# 2019q3 Homework1 (review)
contributed by < `kksweet8845` >
### Question 1
```cpp
#include <stdio.h>
int main() {
float sum = 0.0f;
for (int i=0;i<10000; i++) sum += i+1;
printf("Sum %f\n", sum);
return 0;
}
```
#### Thought
- Wrong thought
- I thought that this question is just a simple problem.
- However, when jserv execute the code above, the answer was absolute different from mine.
- Then I think that `sum` is a type of float and `i` is a type of int. According to IEEE 754 standard, I think that the`sum`,which is type of float, might ignore some trailing value when the value is quite large.
#### Assumption
![](https://i.imgur.com/oGU3Axv.png)
(Soucre from IEEE 754 wikipedia)
When the number is quite large enough, that is, the fraction part is `0xFFFFFE`, the the exponent part is just need $\ 2^{23}$. That is,
\begin{gather*}0x1.FFFFFE\ \times 2^{23}\end{gather*}
In here, we just want to calculate the number of digit of this value, so we take $\log$ in each side.
\begin{split}
(2-2^{23}+1)\ \times2^{23} &= 2^{24}-1+ 2^{23}=k\\
\log(2^{24}-1+ 2^{23}) &= \log k\\
\log(3 \cdot 2^{23}) &= \log k\\
\log k &= 7.4001\\
\log k &= 7 + 0.4001\\
k&\approx 2.53\ \times 10^{7}
\end{split}
It means that if the digit of value is more than 8 digits.

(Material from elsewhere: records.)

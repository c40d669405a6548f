use crate::domain::subscriber_email::SubscriberEmail;
use crate::domain::subscriber_record::SubscriberRecord;
use crate::domain::subscription_token::SubscriptionToken;
use async_trait::async_trait;
use chrono::{DateTime, Utc};

/// Result of a write guarded by a condition on the stored record.
#[derive(Debug, Clone, Copy, PartialEq, Eq)]
pub enum ConditionalWrite {
    Applied,
    ConditionFailed,
}

#[async_trait]
pub trait SubscriberRepository: Send + Sync {
    /// Stores `record` as the pending subscriber for its email, replacing any
    /// previous pending record. Fails the condition when the stored record is
    /// already confirmed.
    async fn upsert_pending(
        &self,
        record: &SubscriberRecord,
    ) -> Result<ConditionalWrite, anyhow::Error>;

    async fn get_subscriber(
        &self,
        email: &SubscriberEmail,
    ) -> Result<Option<SubscriberRecord>, anyhow::Error>;

    /// Moves a pending subscriber to confirmed, provided its stored token is
    /// still `expected_token`.
    async fn confirm_subscriber(
        &self,
        email: &SubscriberEmail,
        expected_token: &SubscriptionToken,
        confirmed_at: DateTime<Utc>,
    ) -> Result<ConditionalWrite, anyhow::Error>;
}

Computer will start to ignore the trailing numbers at the end of value, so the error occurred.
I assuming the value must about to ignore trailing value even I just add 1 to this number,so another value which slightly smaller than this number may also occurred rounding error.
#### Experiment
In order to prove my assumption, I write a code which will sum up from 1 to n and will store the digits of sum to see when the error occurred in 8 digits.

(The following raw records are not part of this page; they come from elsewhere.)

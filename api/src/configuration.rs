use crate::domain::SubscriberEmail;
use crate::opt_in::OptInConfig;
use aws_config::meta::region::RegionProviderChain;
use aws_config::{BehaviorVersion, Region};
use config::builder::DefaultState;
use config::{ConfigBuilder, ConfigError, FileFormat};
use secrecy::Secret;
use serde::Deserialize;
use std::path::PathBuf;
use std::time::Duration;
use telemetry::TelemetrySettings;

#[derive(Deserialize, Clone)]
pub struct Settings {
    pub application: ApplicationSettings,
    pub database: DatabaseSettings,
    pub email_settings: EmailClientSettings,
    pub telemetry: TelemetrySettings,
    pub opt_in: OptInSettings,
    pub form: FormSettings,
}

#[derive(Deserialize, Clone)]
pub struct ApplicationSettings {
    pub application_port: u16,
    pub host_name: String,
    pub base_url: String,
}

#[derive(Deserialize, Clone)]
pub struct DatabaseSettings {
    pub table_name: String,
    pub use_local: bool,
    pub local_endpoint: String,
    pub use_in_memory: bool,
    pub timeout_milliseconds: u64,
}

impl DatabaseSettings {
    pub fn timeout(&self) -> Duration {
        Duration::from_millis(self.timeout_milliseconds)
    }
}

#[derive(Deserialize, Clone)]
pub struct EmailClientSettings {
    pub base_url: String,
    pub sender_email: String,
    pub authorization_token: Secret<String>,
    pub timeout_milliseconds: u64,
}

impl EmailClientSettings {
    pub fn sender(&self) -> Result<SubscriberEmail, String> {
        SubscriberEmail::parse(self.sender_email.clone())
    }

    pub fn timeout(&self) -> Duration {
        Duration::from_millis(self.timeout_milliseconds)
    }
}

#[derive(Deserialize, Clone)]
pub struct OptInSettings {
    pub token_ttl_seconds: i64,
    pub default_source: String,
}

/// Where the command line form client posts signups, and where it keeps them
/// when the endpoint cannot be reached.
#[derive(Deserialize, Clone)]
pub struct FormSettings {
    pub endpoint: String,
    pub source: String,
    pub fallback_path: PathBuf,
    pub timeout_milliseconds: u64,
}

impl FormSettings {
    pub fn timeout(&self) -> Duration {
        Duration::from_millis(self.timeout_milliseconds)
    }
}

/// Upper bound for `opt_in.token_ttl_seconds`: one year.
const MAX_TOKEN_TTL_SECONDS: i64 = 365 * 24 * 60 * 60;

impl Settings {
    pub fn opt_in_config(&self) -> Result<OptInConfig, ConfigError> {
        let token_ttl_seconds = self.opt_in.token_ttl_seconds;
        if !(1..=MAX_TOKEN_TTL_SECONDS).contains(&token_ttl_seconds) {
            return Err(ConfigError::Message(format!(
                "opt_in.token_ttl_seconds must be between 1 and {}, got {}",
                MAX_TOKEN_TTL_SECONDS, token_ttl_seconds
            )));
        }

        Ok(OptInConfig {
            base_url: self.application.base_url.clone(),
            token_ttl: chrono::Duration::seconds(token_ttl_seconds),
            default_source: self.opt_in.default_source.clone(),
            store_timeout: self.database.timeout(),
            delivery_timeout: self.email_settings.timeout(),
        })
    }
}

pub async fn get_configuration() -> Result<Settings, ConfigError> {
    let environment: Environment = std::env::var("APP_ENVIRONMENT")
        .unwrap_or_else(|_| "local".into())
        .try_into()
        .map_err(ConfigError::Message)?;

    let builder = with_defaults(config::Config::builder())?;

    let builder = match (&environment, std::env::var("CONFIG_PARAMETER_NAME")) {
        (Environment::Production, Ok(parameter_name)) => {
            let document = read_parameter(&parameter_name).await?;
            builder.add_source(config::File::from_str(&document, FileFormat::Yaml))
        }
        _ => {
            let configuration_directory = std::env::current_dir()
                .map_err(|e| ConfigError::Foreign(Box::new(e)))?
                .join("configuration");
            let environment_filename = format!("{}.yaml", environment.as_str());

            builder
                .add_source(
                    config::File::from(configuration_directory.join("base.yaml")).required(false),
                )
                .add_source(
                    config::File::from(configuration_directory.join(environment_filename))
                        .required(false),
                )
        }
    };

    let settings = builder
        // E.g. `APP_OPT_IN__TOKEN_TTL_SECONDS=60` sets `Settings.opt_in.token_ttl_seconds`
        .add_source(
            config::Environment::with_prefix("APP")
                .prefix_separator("_")
                .separator("__")
                .try_parsing(true),
        )
        .set_override_option("database.table_name", std::env::var("SUBSCRIBERS_TABLE").ok())?
        .build()?;

    settings.try_deserialize::<Settings>()
}

fn with_defaults(
    builder: ConfigBuilder<DefaultState>,
) -> Result<ConfigBuilder<DefaultState>, ConfigError> {
    builder
        .set_default("application.application_port", 8000)?
        .set_default("application.host_name", "127.0.0.1")?
        .set_default("application.base_url", "http://127.0.0.1:8000")?
        .set_default("database.table_name", "FikraSubscribers")?
        .set_default("database.use_local", false)?
        .set_default("database.local_endpoint", "http://localhost:8000")?
        .set_default("database.use_in_memory", false)?
        .set_default("database.timeout_milliseconds", 2000)?
        .set_default("email_settings.base_url", "https://api.postmarkapp.com")?
        .set_default("email_settings.sender_email", "hello@example.com")?
        .set_default("email_settings.authorization_token", "")?
        .set_default("email_settings.timeout_milliseconds", 10000)?
        .set_default("telemetry.otlp_endpoint", "")?
        .set_default("telemetry.honeycomb_api_key", "")?
        .set_default("telemetry.dataset_name", "signup")?
        .set_default("opt_in.token_ttl_seconds", 86400)?
        .set_default("opt_in.default_source", "site")?
        .set_default("form.endpoint", "http://127.0.0.1:8000/subscriptions")?
        .set_default("form.source", "site")?
        .set_default("form.fallback_path", "signup-emails.json")?
        .set_default("form.timeout_milliseconds", 5000)
}

async fn read_parameter(parameter_name: &str) -> Result<String, ConfigError> {
    let sdk_config = aws_config::defaults(BehaviorVersion::latest())
        .region(make_region_provider())
        .load()
        .await;
    let ssm_client = aws_sdk_ssm::Client::new(&sdk_config);

    let output = ssm_client
        .get_parameter()
        .name(parameter_name)
        .with_decryption(true)
        .send()
        .await
        .map_err(|e| ConfigError::Foreign(Box::new(e)))?;

    output
        .parameter
        .and_then(|parameter| parameter.value)
        .ok_or_else(|| ConfigError::NotFound(parameter_name.to_string()))
}

pub fn make_region_provider() -> RegionProviderChain {
    RegionProviderChain::default_provider().or_else(Region::new("us-east-1"))
}

#[derive(Debug)]
pub enum Environment {
    Local,
    Production,
}

impl Environment {
    pub fn as_str(&self) -> &'static str {
        match self {
            Environment::Local => "local",
            Environment::Production => "production",
        }
    }
}

impl TryFrom<String> for Environment {
    type Error = String;

    fn try_from(value: String) -> Result<Self, Self::Error> {
        match value.to_lowercase().as_str() {
            "local" => Ok(Self::Local),
            "production" => Ok(Self::Production),
            other => Err(format!(
                "{} is not a supported environment. Use either local or production",
                other
            )),
        }
    }
}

Fortunately, it coincides with my assumption.
```bash
==============================From 1 to 5000
The value of sum_f is : 12502500.000000
The value of sum_i is : 12502500
The digits of sum_i is :8
The error : 0.000000
Normalized Error value: 0.000000
==============================From 1 to 6000
The value of sum_f is : 18002896.000000
The value of sum_i is : 18003000
The digits of sum_i is :8
The error : 104.000000
Normalized Error value: 0.000006
==============================From 1 to 7000
The value of sum_f is : 24502896.000000
The value of sum_i is : 24503500
The digits of sum_i is :8
The error : 604.000000
Normalized Error value: 0.000025
==============================From 1 to 8000
The value of sum_f is : 32002896.000000
The value of sum_i is : 32004000
The digits of sum_i is :8
The error : 1104.000000
Normalized Error value: 0.000034
==============================From 1 to 9000
The value of sum_f is : 40502896.000000
The value of sum_i is : 40504500
The digits of sum_i is :8
The error : 1604.000000
Normalized Error value: 0.000040
==============================From 1 to 10000
The value of sum_f is : 50002896.000000
The value of sum_i is : 50005000
The digits of sum_i is :8
The error : 2104.000000
Normalized Error value: 0.000042
```
#### Improve accuracy
Then we know that the computer will occurred this issue when we want to calculate the large floating-point number.
In order to improve accuracy, jserv offer a simple solution to improve its accuracy.
```cpp
#include <stdio.h>
int main() {
float sum = 0.0f, corr = 0.0f; /* corrective value for rounding error */
for (int i = 0; i < 10000; i++) {
float y = (i + 1) - corr; /* add the correction to specific item */
float t = sum + y; /* bits might be lost */
corr = (t - sum) - y; /* recover lost bits */
sum = t;
}
printf("Sum: %f\n", sum);
return 0;
}
```
The main concept in here is to calculate the value which will be ignored in advanced and try not to calculate with large number,`(t-sum)-y`.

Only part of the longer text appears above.